TASK OBJECTIVE> Extract the complete data exactly as given.

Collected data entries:
══════════
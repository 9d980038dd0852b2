use crate::areas::repository::Repository;
use crate::artifacts::objects::commit::FileSnapshot;
use std::io::Write;
use std::path::PathBuf;

impl Repository {
    /// Stage files for the next commit
    ///
    /// Each path present on disk is read in full and inserted into the
    /// staging area, overwriting any previous entry for that path. Paths
    /// absent on disk are reported and skipped, never raised as errors.
    pub async fn add(&mut self, paths: &[String]) -> anyhow::Result<()> {
        self.ensure_initialized()?;

        let staging = self.staging();
        let mut staging = staging.lock().await;

        staging.rehydrate()?;

        let mut staged_count = 0usize;
        for path in paths {
            let path = PathBuf::from(path);

            if self.workspace().file_exists(&path) {
                let content = self.workspace().read_file(&path)?;
                staging.add(path, FileSnapshot::staged(content));
                staged_count += 1;
            } else {
                writeln!(self.writer(), "file not found: {}", path.display())?;
            }
        }

        staging.write_updates()?;

        writeln!(self.writer(), "{} file(s) staged", staged_count)?;

        Ok(())
    }
}
//! Commit objects and identifiers

pub mod commit;
pub mod commit_id;

use sha1::{Digest, Sha1};

/// Hex-encoded SHA-1 of a file's content, used to detect divergence between
/// two snapshots of the same path
pub fn content_hash(content: &str) -> String {
    let mut hasher = Sha1::new();
    hasher.update(content.as_bytes());

    let digest = hasher.finalize();
    format!("{digest:x}")
}
//! jot - a minimal snapshot-based version control system
//!
//! Tracks full-content snapshots of a working directory, organizes them into
//! named branches, and merges divergent branches with conflict resolution.
//! All state lives as JSON records inside a `.jot` control directory.
//!
//! The crate is organized into three layers:
//!
//! - `areas`: repository building blocks (record store, staging area,
//!   commit database, refs, workspace)
//! - `artifacts`: domain types and algorithms (commits, branch names,
//!   the merge engine, status info)
//! - `commands`: user-facing operations implemented on [`Repository`]
//!
//! [`Repository`]: areas::repository::Repository

pub mod areas;
pub mod artifacts;
pub mod commands;
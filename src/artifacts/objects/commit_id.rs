//! Commit identifier
//!
//! Commit identity is a SHA-1 over the commit message and its wall-clock
//! timestamp, NOT over the snapshot content. Identical content committed
//! twice yields different ids, and two commits are only ever told apart by
//! id. This is a preserved simplification: the rest of the model (notably
//! the branch-denoting `parent` field) depends on it, so it must not be
//! silently upgraded to content addressing.

use chrono::{DateTime, Local};
use serde::{Deserialize, Serialize};
use sha1::{Digest, Sha1};

/// Length of a hex-encoded commit id
pub const COMMIT_ID_LENGTH: usize = 40;

/// 40-character hexadecimal commit identifier
///
/// Deserialization goes through [`CommitId::try_parse`], so a record
/// carrying a malformed id is unparsable as a whole and loads as the
/// record type's default instead of admitting an invalid id.
#[derive(Debug, Clone, PartialEq, Eq, Hash, PartialOrd, Ord, Serialize, Deserialize)]
#[serde(try_from = "String", into = "String")]
pub struct CommitId(String);

impl CommitId {
    /// Derive an id from a commit message and timestamp
    ///
    /// Collision-prone under identical message and timestamp; acceptable
    /// only because timestamps carry sub-second resolution in practice.
    pub fn generate(message: &str, date: &DateTime<Local>) -> Self {
        let mut hasher = Sha1::new();
        hasher.update(message.as_bytes());
        hasher.update(date.to_rfc3339().as_bytes());

        let digest = hasher.finalize();
        Self(format!("{digest:x}"))
    }

    pub fn try_parse(id: String) -> anyhow::Result<Self> {
        if id.len() != COMMIT_ID_LENGTH {
            anyhow::bail!("invalid commit id length: {}", id.len());
        }
        if !id.chars().all(|c| c.is_ascii_hexdigit()) {
            anyhow::bail!("invalid commit id characters: {}", id);
        }

        Ok(Self(id))
    }

    /// Abbreviated 7-character form used in reports
    pub fn to_short(&self) -> &str {
        &self.0[..7]
    }
}

impl TryFrom<String> for CommitId {
    type Error = anyhow::Error;

    fn try_from(id: String) -> Result<Self, Self::Error> {
        Self::try_parse(id)
    }
}

impl From<CommitId> for String {
    fn from(id: CommitId) -> Self {
        id.0
    }
}

impl AsRef<str> for CommitId {
    fn as_ref(&self) -> &str {
        &self.0
    }
}

impl std::fmt::Display for CommitId {
    fn fmt(&self, f: &mut std::fmt::Formatter<'_>) -> std::fmt::Result {
        write!(f, "{}", self.0)
    }
}
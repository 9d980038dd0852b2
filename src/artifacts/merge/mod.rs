//! Merge engine
//!
//! A merge compares the file snapshots of two branches, resolves per-file
//! conflicts through a pluggable [`ConflictResolver`], and finalizes the
//! merged state in the working directory. There is no dedicated merge
//! commit: a conflict-free merge fast-forwards the current branch's pointer
//! to the source commit, and a conflicted merge leaves the pointer
//! untouched until the resolution is staged and committed manually.
//!
//! [`ConflictResolver`]: resolver::ConflictResolver

pub mod resolver;
pub mod snapshot_union;

use crate::artifacts::objects::commit_id::CommitId;
use std::path::PathBuf;

/// Terminal state of a single merge invocation
#[derive(Debug, Clone, PartialEq, Eq)]
pub enum MergeOutcome {
    /// Source and current branch already point at the same commit
    AlreadyUpToDate,
    /// No conflicts: the current branch's pointer was advanced to the
    /// source commit id
    FastForwarded(CommitId),
    /// At least one conflict was resolved; the working directory holds the
    /// resolved content but the branch pointer is unchanged
    Conflicted { resolved: Vec<PathBuf> },
}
══════════
ANSWER>
repository 9d980038dd0852b2
use crate::areas::repository::Repository;
use crate::artifacts::objects::commit::FileSnapshot;
use std::io::Write;
use std::path::PathBuf;

impl Repository {
    /// Stage files for the next commit
    ///
    /// Each path present on disk is read in full and inserted into the
    /// staging area, overwriting any previous entry for that path. Paths
    /// absent on disk are reported and skipped, never raised as errors.
    pub async fn add(&mut self, paths: &[String]) -> anyhow::Result<()> {
        self.ensure_initialized()?;

        let staging = self.staging();
        let mut staging = staging.lock().await;

        staging.rehydrate()?;

        let mut staged_count = 0usize;
        for path in paths {
            let path = PathBuf::from(path);

            if self.workspace().file_exists(&path) {
                let content = self.workspace().read_file(&path)?;
                staging.add(path, FileSnapshot::staged(content));
                staged_count += 1;
            } else {
                writeln!(self.writer(), "file not found: {}", path.display())?;
            }
        }

        staging.write_updates()?;

        writeln!(self.writer(), "{} file(s) staged", staged_count)?;

        Ok(())
    }
}
//! Commit objects and identifiers

pub mod commit;
pub mod commit_id;

use sha1::{Digest, Sha1};

/// Hex-encoded SHA-1 of a file's content, used to detect divergence between
/// two snapshots of the same path
pub fn content_hash(content: &str) -> String {
    let mut hasher = Sha1::new();
    hasher.update(content.as_bytes());

    let digest = hasher.finalize();
    format!("{digest:x}")
}
//! jot - a minimal snapshot-based version control system
//!
//! Tracks full-content snapshots of a working directory, organizes them into
//! named branches, and merges divergent branches with conflict resolution.
//! All state lives as JSON records inside a `.jot` control directory.
//!
//! The crate is organized into three layers:
//!
//! - `areas`: repository building blocks (record store, staging area,
//!   commit database, refs, workspace)
//! - `artifacts`: domain types and algorithms (commits, branch names,
//!   the merge engine, status info)
//! - `commands`: user-facing operations implemented on [`Repository`]
//!
//! [`Repository`]: areas::repository::Repository

pub mod areas;
pub mod artifacts;
pub mod commands;
filename src/artifacts/objects/commit_id.rs
//! Commit identifier
//!
//! Commit identity is a SHA-1 over the commit message and its wall-clock
//! timestamp, NOT over the snapshot content. Identical content committed
//! twice yields different ids, and two commits are only ever told apart by
//! id. This is a preserved simplification: the rest of the model (notably
//! the branch-denoting `parent` field) depends on it, so it must not be
//! silently upgraded to content addressing.

use chrono::{DateTime, Local};
use serde::{Deserialize, Serialize};
use sha1::{Digest, Sha1};

/// Length of a hex-encoded commit id
pub const COMMIT_ID_LENGTH: usize = 40;

/// 40-character hexadecimal commit identifier
///
/// Deserialization goes through [`CommitId::try_parse`], so a record
/// carrying a malformed id is unparsable as a whole and loads as the
/// record type's default instead of admitting an invalid id.
#[derive(Debug, Clone, PartialEq, Eq, Hash, PartialOrd, Ord, Serialize, Deserialize)]
#[serde(try_from = "String", into = "String")]
pub struct CommitId(String);

impl CommitId {
    /// Derive an id from a commit message and timestamp
    ///
    /// Collision-prone under identical message and timestamp; acceptable
    /// only because timestamps carry sub-second resolution in practice.
    pub fn generate(message: &str, date: &DateTime<Local>) -> Self {
        let mut hasher = Sha1::new();
        hasher.update(message.as_bytes());
        hasher.update(date.to_rfc3339().as_bytes());

        let digest = hasher.finalize();
        Self(format!("{digest:x}"))
    }

    pub fn try_parse(id: String) -> anyhow::Result<Self> {
        if id.len() != COMMIT_ID_LENGTH {
            anyhow::bail!("invalid commit id length: {}", id.len());
        }
        if !id.chars().all(|c| c.is_ascii_hexdigit()) {
            anyhow::bail!("invalid commit id characters: {}", id);
        }

        Ok(Self(id))
    }

    /// Abbreviated 7-character form used in reports
    pub fn to_short(&self) -> &str {
        &self.0[..7]
    }
}

impl TryFrom<String> for CommitId {
    type Error = anyhow::Error;

    fn try_from(id: String) -> Result<Self, Self::Error> {
        Self::try_parse(id)
    }
}

impl From<CommitId> for String {
    fn from(id: CommitId) -> Self {
        id.0
    }
}

impl AsRef<str> for CommitId {
    fn as_ref(&self) -> &str {
        &self.0
    }
}

impl std::fmt::Display for CommitId {
    fn fmt(&self, f: &mut std::fmt::Formatter<'_>) -> std::fmt::Result {
        write!(f, "{}", self.0)
    }
}
repository 9d980038dd0852b2
filename src/artifacts/merge/mod.rs
//! Merge engine
//!
//! A merge compares the file snapshots of two branches, resolves per-file
//! conflicts through a pluggable [`ConflictResolver`], and finalizes the
//! merged state in the working directory. There is no dedicated merge
//! commit: a conflict-free merge fast-forwards the current branch's pointer
//! to the source commit, and a conflicted merge leaves the pointer
//! untouched until the resolution is staged and committed manually.
//!
//! [`ConflictResolver`]: resolver::ConflictResolver

pub mod resolver;
pub mod snapshot_union;

use crate::artifacts::objects::commit_id::CommitId;
use std::path::PathBuf;

/// Terminal state of a single merge invocation
#[derive(Debug, Clone, PartialEq, Eq)]
pub enum MergeOutcome {
    /// Source and current branch already point at the same commit
    AlreadyUpToDate,
    /// No conflicts: the current branch's pointer was advanced to the
    /// source commit id
    FastForwarded(CommitId),
    /// At least one conflict was resolved; the working directory holds the
    /// resolved content but the branch pointer is unchanged
    Conflicted { resolved: Vec<PathBuf> },
}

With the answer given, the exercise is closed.